SOURCE MATERIAL below:

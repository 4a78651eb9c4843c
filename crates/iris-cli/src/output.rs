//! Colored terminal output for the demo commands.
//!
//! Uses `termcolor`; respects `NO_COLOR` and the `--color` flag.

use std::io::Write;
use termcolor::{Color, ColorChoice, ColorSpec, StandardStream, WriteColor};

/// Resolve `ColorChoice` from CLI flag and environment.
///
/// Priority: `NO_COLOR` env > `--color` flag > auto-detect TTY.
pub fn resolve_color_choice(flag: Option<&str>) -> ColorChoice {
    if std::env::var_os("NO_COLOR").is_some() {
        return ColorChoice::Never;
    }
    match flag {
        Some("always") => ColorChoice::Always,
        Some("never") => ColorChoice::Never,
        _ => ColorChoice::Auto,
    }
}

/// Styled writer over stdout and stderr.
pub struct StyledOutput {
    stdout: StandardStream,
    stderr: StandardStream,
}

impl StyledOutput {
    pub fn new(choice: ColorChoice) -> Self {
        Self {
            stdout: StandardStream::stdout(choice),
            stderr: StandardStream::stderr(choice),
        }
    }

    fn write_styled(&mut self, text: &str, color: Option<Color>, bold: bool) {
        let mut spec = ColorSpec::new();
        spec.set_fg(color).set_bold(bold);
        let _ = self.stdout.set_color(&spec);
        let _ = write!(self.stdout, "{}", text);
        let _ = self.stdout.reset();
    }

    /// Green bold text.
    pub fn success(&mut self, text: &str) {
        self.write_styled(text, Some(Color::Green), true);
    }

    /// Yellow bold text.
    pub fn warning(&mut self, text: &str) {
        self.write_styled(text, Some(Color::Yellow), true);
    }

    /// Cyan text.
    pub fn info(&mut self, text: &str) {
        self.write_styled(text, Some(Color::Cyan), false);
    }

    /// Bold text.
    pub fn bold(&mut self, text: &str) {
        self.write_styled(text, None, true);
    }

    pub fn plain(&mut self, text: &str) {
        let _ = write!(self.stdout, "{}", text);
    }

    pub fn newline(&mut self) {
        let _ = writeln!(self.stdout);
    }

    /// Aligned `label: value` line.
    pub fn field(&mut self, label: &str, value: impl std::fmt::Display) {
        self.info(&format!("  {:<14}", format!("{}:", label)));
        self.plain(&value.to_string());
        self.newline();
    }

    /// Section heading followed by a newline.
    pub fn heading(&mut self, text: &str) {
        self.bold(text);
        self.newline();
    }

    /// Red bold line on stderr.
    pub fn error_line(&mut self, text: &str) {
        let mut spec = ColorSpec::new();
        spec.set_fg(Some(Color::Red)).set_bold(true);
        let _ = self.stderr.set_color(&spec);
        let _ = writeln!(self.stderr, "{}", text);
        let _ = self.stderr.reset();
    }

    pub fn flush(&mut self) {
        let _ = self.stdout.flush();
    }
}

End of SOURCE MATERIAL.
SOURCE MATERIAL below:

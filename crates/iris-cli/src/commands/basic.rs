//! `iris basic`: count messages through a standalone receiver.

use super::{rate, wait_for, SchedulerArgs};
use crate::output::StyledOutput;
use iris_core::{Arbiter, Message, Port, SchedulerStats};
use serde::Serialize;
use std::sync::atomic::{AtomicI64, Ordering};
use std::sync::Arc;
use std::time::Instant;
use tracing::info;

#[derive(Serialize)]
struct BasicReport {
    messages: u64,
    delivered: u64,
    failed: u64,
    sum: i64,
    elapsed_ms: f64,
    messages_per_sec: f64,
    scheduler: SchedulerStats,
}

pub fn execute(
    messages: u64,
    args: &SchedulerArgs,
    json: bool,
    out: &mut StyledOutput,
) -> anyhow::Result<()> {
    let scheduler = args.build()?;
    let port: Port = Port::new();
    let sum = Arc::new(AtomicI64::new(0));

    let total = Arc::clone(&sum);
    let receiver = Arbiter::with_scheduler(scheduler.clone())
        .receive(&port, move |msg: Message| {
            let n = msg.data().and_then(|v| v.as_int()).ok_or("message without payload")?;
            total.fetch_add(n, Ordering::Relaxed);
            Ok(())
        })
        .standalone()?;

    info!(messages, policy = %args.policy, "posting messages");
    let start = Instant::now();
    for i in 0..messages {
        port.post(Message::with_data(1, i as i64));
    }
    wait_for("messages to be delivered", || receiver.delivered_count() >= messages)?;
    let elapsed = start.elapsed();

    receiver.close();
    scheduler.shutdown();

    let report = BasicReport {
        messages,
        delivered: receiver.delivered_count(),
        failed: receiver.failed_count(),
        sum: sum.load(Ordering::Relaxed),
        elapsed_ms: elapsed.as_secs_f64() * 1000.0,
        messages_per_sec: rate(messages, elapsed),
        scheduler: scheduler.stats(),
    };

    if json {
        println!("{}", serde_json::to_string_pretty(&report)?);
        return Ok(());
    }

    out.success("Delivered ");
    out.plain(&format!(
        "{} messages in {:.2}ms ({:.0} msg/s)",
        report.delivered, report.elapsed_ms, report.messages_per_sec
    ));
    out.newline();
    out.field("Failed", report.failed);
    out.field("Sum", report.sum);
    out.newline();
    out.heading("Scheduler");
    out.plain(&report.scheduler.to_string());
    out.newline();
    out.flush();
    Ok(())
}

End of SOURCE MATERIAL.

- [PROBLEM DETAILS]
Above are the records; repeat exactly the lines from the one holding "pub fn new(choice: ColorChoice)" down to the one holding "pub fn field(&mut", end lines included.

- [RESPONSE AREA]
    pub fn new(choice: ColorChoice) -> Self {
        Self {
            stdout: StandardStream::stdout(choice),
            stderr: StandardStream::stderr(choice),
        }
    }

    fn write_styled(&mut self, text: &str, color: Option<Color>, bold: bool) {
        let mut spec = ColorSpec::new();
        spec.set_fg(color).set_bold(bold);
        let _ = self.stdout.set_color(&spec);
        let _ = write!(self.stdout, "{}", text);
        let _ = self.stdout.reset();
    }

    /// Green bold text.
    pub fn success(&mut self, text: &str) {
        self.write_styled(text, Some(Color::Green), true);
    }

    /// Yellow bold text.
    pub fn warning(&mut self, text: &str) {
        self.write_styled(text, Some(Color::Yellow), true);
    }

    /// Cyan text.
    pub fn info(&mut self, text: &str) {
        self.write_styled(text, Some(Color::Cyan), false);
    }

    /// Bold text.
    pub fn bold(&mut self, text: &str) {
        self.write_styled(text, None, true);
    }

    pub fn plain(&mut self, text: &str) {
        let _ = write!(self.stdout, "{}", text);
    }

    pub fn newline(&mut self) {
        let _ = writeln!(self.stdout);
    }

    /// Aligned `label: value` line.
    pub fn field(&mut self, label: &str, value: impl std::fmt::Display) {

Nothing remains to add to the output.